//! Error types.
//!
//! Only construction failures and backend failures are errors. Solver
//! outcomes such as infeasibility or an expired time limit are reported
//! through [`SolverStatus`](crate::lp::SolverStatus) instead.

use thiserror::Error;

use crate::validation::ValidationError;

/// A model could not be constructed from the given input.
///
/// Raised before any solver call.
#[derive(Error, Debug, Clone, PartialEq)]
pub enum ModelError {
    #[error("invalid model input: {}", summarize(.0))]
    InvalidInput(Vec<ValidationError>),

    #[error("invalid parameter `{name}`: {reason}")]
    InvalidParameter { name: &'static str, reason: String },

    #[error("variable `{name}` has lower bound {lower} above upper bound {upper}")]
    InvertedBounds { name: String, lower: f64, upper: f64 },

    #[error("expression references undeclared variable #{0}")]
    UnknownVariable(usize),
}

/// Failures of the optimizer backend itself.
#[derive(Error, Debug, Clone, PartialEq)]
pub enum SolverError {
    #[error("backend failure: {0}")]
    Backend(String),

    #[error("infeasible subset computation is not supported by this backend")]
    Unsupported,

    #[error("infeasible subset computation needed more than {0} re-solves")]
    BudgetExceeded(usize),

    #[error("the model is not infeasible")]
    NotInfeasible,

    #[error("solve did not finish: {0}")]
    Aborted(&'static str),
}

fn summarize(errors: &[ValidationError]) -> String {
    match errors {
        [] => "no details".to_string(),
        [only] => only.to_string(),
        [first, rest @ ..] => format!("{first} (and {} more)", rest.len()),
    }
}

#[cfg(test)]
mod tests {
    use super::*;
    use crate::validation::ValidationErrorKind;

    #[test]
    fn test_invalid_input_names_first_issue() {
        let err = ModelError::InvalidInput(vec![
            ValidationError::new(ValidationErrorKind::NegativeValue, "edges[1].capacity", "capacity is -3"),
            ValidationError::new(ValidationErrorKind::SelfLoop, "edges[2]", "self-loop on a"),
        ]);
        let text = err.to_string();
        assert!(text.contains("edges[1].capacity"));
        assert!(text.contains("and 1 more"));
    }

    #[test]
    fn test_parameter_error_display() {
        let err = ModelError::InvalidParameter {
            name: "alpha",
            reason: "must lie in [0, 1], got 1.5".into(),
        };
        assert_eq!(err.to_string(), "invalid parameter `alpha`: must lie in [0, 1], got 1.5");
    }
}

- - -

● TASK DESCRIPTION
Reproduce each line of the material above precisely.

● SOLUTION BELOW
//! Error types.
//!
//! Only construction failures and backend failures are errors. Solver
//! outcomes such as infeasibility or an expired time limit are reported
//! through [`SolverStatus`](crate::lp::SolverStatus) instead.

use thiserror::Error;

use crate::validation::ValidationError;

/// A model could not be constructed from the given input.
///
/// Raised before any solver call.
#[derive(Error, Debug, Clone, PartialEq)]
pub enum ModelError {
    #[error("invalid model input: {}", summarize(.0))]
    InvalidInput(Vec<ValidationError>),

    #[error("invalid parameter `{name}`: {reason}")]
    InvalidParameter { name: &'static str, reason: String },

    #[error("variable `{name}` has lower bound {lower} above upper bound {upper}")]
    InvertedBounds { name: String, lower: f64, upper: f64 },

    #[error("expression references undeclared variable #{0}")]
    UnknownVariable(usize),
}

/// Failures of the optimizer backend itself.
#[derive(Error, Debug, Clone, PartialEq)]
pub enum SolverError {
    #[error("backend failure: {0}")]
    Backend(String),

    #[error("infeasible subset computation is not supported by this backend")]
    Unsupported,

    #[error("infeasible subset computation needed more than {0} re-solves")]
    BudgetExceeded(usize),

    #[error("the model is not infeasible")]
    NotInfeasible,

    #[error("solve did not finish: {0}")]
    Aborted(&'static str),
}

fn summarize(errors: &[ValidationError]) -> String {
    match errors {
        [] => "no details".to_string(),
        [only] => only.to_string(),
        [first, rest @ ..] => format!("{first} (and {} more)", rest.len()),
    }
}

#[cfg(test)]
mod tests {
    use super::*;
    use crate::validation::ValidationErrorKind;

    #[test]
    fn test_invalid_input_names_first_issue() {
        let err = ModelError::InvalidInput(vec![
            ValidationError::new(ValidationErrorKind::NegativeValue, "edges[1].capacity", "capacity is -3"),
            ValidationError::new(ValidationErrorKind::SelfLoop, "edges[2]", "self-loop on a"),
        ]);
        let text = err.to_string();
        assert!(text.contains("edges[1].capacity"));
        assert!(text.contains("and 1 more"));
    }

    #[test]
    fn test_parameter_error_display() {
        let err = ModelError::InvalidParameter {
            name: "alpha",
            reason: "must lie in [0, 1], got 1.5".into(),
        };
        assert_eq!(err.to_string(), "invalid parameter `alpha`: must lie in [0, 1], got 1.5");
    }
}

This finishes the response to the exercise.